Clean and green cargo systems
The drive for more clean and green cargo ships is now penetrating down into the way the cargo is handled, writes Mark Langdon
There is huge pressure on the marine industry to reduce emissions which can be seen resulting in designs such as the Triality VLCC concept, recently showcased by DNV. However, so far most of the emphasis has been on improving the hull design and engine efficiency to reduce emissions.
Another way to improve efficiency and reduce emissions is through efficient cargo handling systems; which is where the electric drive comes in. Electrically-driven cargo access and handling equipment reduces the amount of hydraulic oil carried onboard and minimises the environmental impact. In the car-carrying market in particular, there is a demand for clean and green vessels and car manufacturers are putting pressure on ship owners to reduce the risk of cargo damage by hydraulic oil.

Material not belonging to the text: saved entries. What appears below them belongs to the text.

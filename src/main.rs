use adpack::pipeline::{self, Context, Stage};
use adpack::types::Selection;
use adpack::{config, metadata, output};
use clap::{Parser, Subcommand};
use std::path::PathBuf;
use tracing_subscriber::EnvFilter;

/// Restrict `makesprites` to one variant and/or one size.
#[derive(clap::Args, Clone)]
struct SelectionArgs {
    /// Only this variant
    #[arg(short = 'v', long)]
    variant: Option<String>,

    /// Only this size (in every selected variant)
    #[arg(short = 's', long)]
    size: Option<String>,
}

impl From<SelectionArgs> for Selection {
    fn from(args: SelectionArgs) -> Self {
        Selection {
            variant: args.variant,
            size: args.size,
        }
    }
}

#[derive(Parser)]
#[command(name = "adpack")]
#[command(about = "Build and package HTML5 ad creatives")]
#[command(long_about = "\
Build and package HTML5 ad creatives

Every <variant>/<size> folder becomes a self-contained bundle: global and
per-size assets merged, stylesheets and scripts concatenated and injected
into the template, metadata tokens substituted, then zipped for delivery.

Project structure:

  package.json                     # version, author, description, meta.client, meta.campaign
  config.toml                      # Optional, see 'adpack gen-config'
  src/
  ├── global/
  │   ├── assets/                  # Copied into every bundle
  │   ├── styles/*.css             # Prepended to every screen.css
  │   └── scripts/**/*.js          # Prepended to every scripts.min.js
  └── variants/
      └── susan/                   # Variant
          └── 300x250/             # Size: {{width}} = 300, {{height}} = 250
              ├── index.html       # Template with inject markers and {{tokens}}
              ├── *.css, *.js
              └── assets/
                  └── sprites/     # Packed by 'makesprites', never bundled

Outputs:

  dev/<variant>/<size>/            # build
  dist/<client> <campaign> <variant> <size> v<version>.zip

Set RUST_LOG=info (or debug) for diagnostics.")]
#[command(version)]
struct Cli {
    /// Project root
    #[arg(long, default_value = ".", global = true)]
    root: PathBuf,

    /// Config file (default: <root>/config.toml)
    #[arg(long, global = true)]
    config: Option<PathBuf>,

    /// Project descriptor (default: paths.descriptor from the config)
    #[arg(long, global = true)]
    project: Option<PathBuf>,

    #[command(subcommand)]
    command: Command,
}

#[derive(Subcommand)]
enum Command {
    /// Empty the build and distribution folders
    Clean,
    /// Pack each size's assets/sprites/ into a sprite sheet and stylesheet
    Makesprites(SelectionArgs),
    /// Clean, then build every variant/size into dev/
    Build,
    /// Clean, build, then zip every built size into dist/
    Zip,
    /// Validate config, metadata and sources without writing anything
    Check,
    /// Print a stock config.toml with all options documented
    GenConfig,
}

fn main() -> Result<(), Box<dyn std::error::Error>> {
    init_tracing();
    let cli = Cli::parse();

    let (target, selection) = match &cli.command {
        Command::GenConfig => {
            print!("{}", config::stock_config_toml());
            return Ok(());
        }
        Command::Check => {
            let ctx = load_context(&cli, Selection::all())?;
            println!("==> Checking {}", ctx.root.display());
            let report = pipeline::check(&ctx)?;
            output::print_check_output(&report);
            if !report.is_ok() {
                return Err(format!("{} problem(s) found", report.problems.len()).into());
            }
            return Ok(());
        }
        Command::Clean => (Stage::Clean, Selection::all()),
        Command::Makesprites(args) => (Stage::MakeSprites, Selection::from(args.clone())),
        Command::Build => (Stage::Build, Selection::all()),
        Command::Zip => (Stage::Zip, Selection::all()),
    };

    let ctx = load_context(&cli, selection)?;
    init_thread_pool(&ctx.config.processing);
    pipeline::run(&ctx, target, |_, report| {
        output::print_stage_output(report, &ctx.root);
    })?;
    println!("==> Done: {}", target);
    Ok(())
}

/// Structured diagnostics on stderr; `RUST_LOG` overrides the default level.
fn init_tracing() {
    tracing_subscriber::fmt()
        .with_env_filter(
            EnvFilter::try_from_default_env().unwrap_or_else(|_| EnvFilter::new("warn")),
        )
        .with_writer(std::io::stderr)
        .init();
}

/// Load config and metadata once; every stage reads them from the context.
fn load_context(cli: &Cli, selection: Selection) -> Result<Context, Box<dyn std::error::Error>> {
    let config_path = match &cli.config {
        Some(path) if !path.exists() => {
            return Err(format!("config file not found: {}", path.display()).into());
        }
        Some(path) => path.clone(),
        None => cli.root.join(config::CONFIG_FILENAME),
    };
    let config = config::load_config(&config_path)?;
    tracing::debug!(config = %config_path.display(), "configuration loaded");

    let descriptor = cli
        .project
        .clone()
        .unwrap_or_else(|| config.paths.resolve(&cli.root).descriptor);
    let metadata = metadata::load_metadata(&descriptor)?;
    tracing::info!(
        client = %metadata.meta.client,
        campaign = %metadata.meta.campaign,
        version = %metadata.version,
        "project loaded"
    );

    Ok(Context::new(&cli.root, config, metadata, selection))
}

/// Initialize the rayon thread pool based on processing config.
///
/// Caps at the number of available CPU cores: user can constrain down, not up.
fn init_thread_pool(processing: &config::ProcessingConfig) {
    let threads = config::effective_threads(processing);
    rayon::ThreadPoolBuilder::new()
        .num_threads(threads)
        .build_global()
        .ok();
}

There are also benefits when it comes to reduced power consumption. The efficiency of electric drives is only likely to improve in the future with the huge amount of research being carried out in the electric car market to improve the efficiency of electric motors. An example of this is the work being carried out at the Lund University Faculty of Engineering in Sweden. A key element of the electric motor is the magnetically conductive material, usually made up of bundled laminated thin plates with coils wound around them. Researchers at the university have found out that a composite plastic containing iron powder functions well in motor applications, among others, attaining good energy efficiency. By moulding melted plastic and iron particles, which make the part weakly magnetic, in various forms, full freedom of form can be achieved.
One of the leading players in the move towards electrically powered cargo handling equipment is Cargotec’s MacGregor division, with MacRack, a second-generation system that offers shipowners an economical, competitive and environmentally-friendly electric-drive system. MacRack represents a significant advance in electric drive technology, employing only one electric motor per hatch cover panel and a further-enhanced control system. “Development work is a continuous process and, as with all first-generation technology, improvements were needed,” says Torbjörn Dahl, senior naval architect for bulk ships at Cargotec. “These focused on safety, technical issues and the cost of electric drives.”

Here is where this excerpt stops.